* **Problem statement**
Please return all lines in the listing holding the word "items".

* **Records for processing**

◆ ◆ ◆

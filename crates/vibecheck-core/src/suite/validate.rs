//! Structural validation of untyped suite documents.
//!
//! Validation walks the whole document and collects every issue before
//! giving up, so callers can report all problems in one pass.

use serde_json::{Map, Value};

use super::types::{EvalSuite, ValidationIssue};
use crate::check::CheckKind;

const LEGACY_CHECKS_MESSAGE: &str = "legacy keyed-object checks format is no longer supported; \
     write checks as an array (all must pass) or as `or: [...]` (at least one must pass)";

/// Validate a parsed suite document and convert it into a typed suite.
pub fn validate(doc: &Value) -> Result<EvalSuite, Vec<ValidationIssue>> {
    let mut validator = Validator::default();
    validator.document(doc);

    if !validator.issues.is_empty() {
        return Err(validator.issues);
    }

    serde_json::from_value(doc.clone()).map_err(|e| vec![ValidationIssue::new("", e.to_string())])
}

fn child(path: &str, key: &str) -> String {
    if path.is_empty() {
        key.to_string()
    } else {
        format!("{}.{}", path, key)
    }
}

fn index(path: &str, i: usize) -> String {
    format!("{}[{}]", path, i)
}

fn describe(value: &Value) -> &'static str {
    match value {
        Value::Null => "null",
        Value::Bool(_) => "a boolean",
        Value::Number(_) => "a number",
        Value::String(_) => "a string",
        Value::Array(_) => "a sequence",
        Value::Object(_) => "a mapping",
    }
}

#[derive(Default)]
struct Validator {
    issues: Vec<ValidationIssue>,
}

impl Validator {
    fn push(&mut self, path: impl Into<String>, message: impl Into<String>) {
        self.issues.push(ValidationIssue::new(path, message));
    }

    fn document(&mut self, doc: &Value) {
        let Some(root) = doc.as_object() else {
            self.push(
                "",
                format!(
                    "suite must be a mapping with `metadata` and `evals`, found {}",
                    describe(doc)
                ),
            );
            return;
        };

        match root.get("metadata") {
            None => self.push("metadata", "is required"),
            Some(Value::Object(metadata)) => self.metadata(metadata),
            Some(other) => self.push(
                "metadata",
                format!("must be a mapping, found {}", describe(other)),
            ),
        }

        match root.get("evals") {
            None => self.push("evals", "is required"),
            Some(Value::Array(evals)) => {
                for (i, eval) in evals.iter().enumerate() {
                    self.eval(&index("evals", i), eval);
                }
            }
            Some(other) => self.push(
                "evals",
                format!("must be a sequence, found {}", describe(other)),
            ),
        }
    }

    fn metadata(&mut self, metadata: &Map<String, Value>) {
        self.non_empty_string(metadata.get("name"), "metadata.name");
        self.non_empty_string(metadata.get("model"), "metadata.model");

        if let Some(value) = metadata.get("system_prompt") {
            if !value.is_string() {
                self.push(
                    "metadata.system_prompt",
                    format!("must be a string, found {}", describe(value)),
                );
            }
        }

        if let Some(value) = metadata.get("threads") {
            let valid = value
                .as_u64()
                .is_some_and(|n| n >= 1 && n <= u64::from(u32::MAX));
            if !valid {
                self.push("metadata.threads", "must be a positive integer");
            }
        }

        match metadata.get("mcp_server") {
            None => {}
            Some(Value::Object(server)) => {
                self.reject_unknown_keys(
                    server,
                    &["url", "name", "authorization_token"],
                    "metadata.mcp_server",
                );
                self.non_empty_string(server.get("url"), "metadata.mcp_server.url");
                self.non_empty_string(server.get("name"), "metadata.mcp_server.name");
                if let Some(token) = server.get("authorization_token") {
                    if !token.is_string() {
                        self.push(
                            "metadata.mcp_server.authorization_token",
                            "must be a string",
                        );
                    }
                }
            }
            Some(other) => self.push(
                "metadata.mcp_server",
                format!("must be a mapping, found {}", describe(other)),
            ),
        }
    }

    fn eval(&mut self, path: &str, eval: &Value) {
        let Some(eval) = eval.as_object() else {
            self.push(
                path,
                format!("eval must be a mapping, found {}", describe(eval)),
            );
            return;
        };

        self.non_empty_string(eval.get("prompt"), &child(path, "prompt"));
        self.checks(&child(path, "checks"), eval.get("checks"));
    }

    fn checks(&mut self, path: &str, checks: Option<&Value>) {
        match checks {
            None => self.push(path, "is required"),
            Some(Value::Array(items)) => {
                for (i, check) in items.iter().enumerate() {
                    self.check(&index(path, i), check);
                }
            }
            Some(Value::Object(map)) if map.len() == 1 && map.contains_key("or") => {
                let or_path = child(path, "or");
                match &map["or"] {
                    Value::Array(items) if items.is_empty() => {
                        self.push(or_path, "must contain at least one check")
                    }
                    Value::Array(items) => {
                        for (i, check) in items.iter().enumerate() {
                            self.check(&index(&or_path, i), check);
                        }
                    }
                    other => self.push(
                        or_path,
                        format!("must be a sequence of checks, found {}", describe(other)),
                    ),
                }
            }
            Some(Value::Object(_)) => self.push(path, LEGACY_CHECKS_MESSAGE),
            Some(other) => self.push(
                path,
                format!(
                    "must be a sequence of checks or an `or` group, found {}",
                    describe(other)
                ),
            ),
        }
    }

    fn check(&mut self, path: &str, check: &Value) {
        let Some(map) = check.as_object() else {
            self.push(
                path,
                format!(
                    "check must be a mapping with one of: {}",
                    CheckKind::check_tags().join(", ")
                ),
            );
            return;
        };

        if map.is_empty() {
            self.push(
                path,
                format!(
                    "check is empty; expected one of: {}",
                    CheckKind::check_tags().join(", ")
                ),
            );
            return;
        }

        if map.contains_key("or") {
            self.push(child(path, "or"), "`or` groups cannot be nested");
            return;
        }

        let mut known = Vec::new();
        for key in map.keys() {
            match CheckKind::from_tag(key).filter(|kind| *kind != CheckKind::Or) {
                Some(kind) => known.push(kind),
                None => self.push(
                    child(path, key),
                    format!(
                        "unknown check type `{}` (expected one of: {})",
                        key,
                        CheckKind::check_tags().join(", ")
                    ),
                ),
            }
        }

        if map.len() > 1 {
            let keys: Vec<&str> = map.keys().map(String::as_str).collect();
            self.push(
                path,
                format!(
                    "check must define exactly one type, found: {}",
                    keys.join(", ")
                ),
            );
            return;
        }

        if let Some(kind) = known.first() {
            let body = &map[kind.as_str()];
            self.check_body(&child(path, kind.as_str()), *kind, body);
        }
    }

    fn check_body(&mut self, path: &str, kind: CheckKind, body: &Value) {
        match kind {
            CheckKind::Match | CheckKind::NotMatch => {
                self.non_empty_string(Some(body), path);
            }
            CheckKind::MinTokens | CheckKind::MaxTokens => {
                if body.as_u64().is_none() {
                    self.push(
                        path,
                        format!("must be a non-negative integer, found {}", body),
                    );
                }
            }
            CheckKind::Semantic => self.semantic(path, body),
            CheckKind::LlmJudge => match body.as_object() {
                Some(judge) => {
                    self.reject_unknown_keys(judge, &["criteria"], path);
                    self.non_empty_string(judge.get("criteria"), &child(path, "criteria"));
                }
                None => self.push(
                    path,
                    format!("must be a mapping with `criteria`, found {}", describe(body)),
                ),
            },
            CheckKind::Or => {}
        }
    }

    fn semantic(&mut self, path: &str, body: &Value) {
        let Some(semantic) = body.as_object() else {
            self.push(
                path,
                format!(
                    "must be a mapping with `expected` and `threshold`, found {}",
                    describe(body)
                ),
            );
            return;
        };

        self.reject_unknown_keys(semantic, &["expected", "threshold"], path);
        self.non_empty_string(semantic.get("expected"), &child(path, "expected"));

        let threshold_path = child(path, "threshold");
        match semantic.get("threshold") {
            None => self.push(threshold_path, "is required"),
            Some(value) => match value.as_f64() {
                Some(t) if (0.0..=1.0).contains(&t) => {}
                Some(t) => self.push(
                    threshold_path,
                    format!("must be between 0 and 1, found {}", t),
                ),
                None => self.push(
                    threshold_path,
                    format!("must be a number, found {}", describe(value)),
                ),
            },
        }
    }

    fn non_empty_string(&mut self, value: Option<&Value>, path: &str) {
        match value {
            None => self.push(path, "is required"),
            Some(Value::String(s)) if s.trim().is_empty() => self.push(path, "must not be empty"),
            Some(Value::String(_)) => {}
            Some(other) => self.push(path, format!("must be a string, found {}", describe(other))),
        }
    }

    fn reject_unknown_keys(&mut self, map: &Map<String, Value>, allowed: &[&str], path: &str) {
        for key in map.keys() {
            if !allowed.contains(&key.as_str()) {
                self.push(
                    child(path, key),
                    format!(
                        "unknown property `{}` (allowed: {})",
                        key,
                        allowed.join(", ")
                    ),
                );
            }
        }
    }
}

◆ ◆ ◆

* **Output of the exercise**
            Some(Value::Array(items)) => {
                for (i, check) in items.iter().enumerate() {
                    Value::Array(items) if items.is_empty() => {
                    Value::Array(items) => {
                        for (i, check) in items.iter().enumerate() {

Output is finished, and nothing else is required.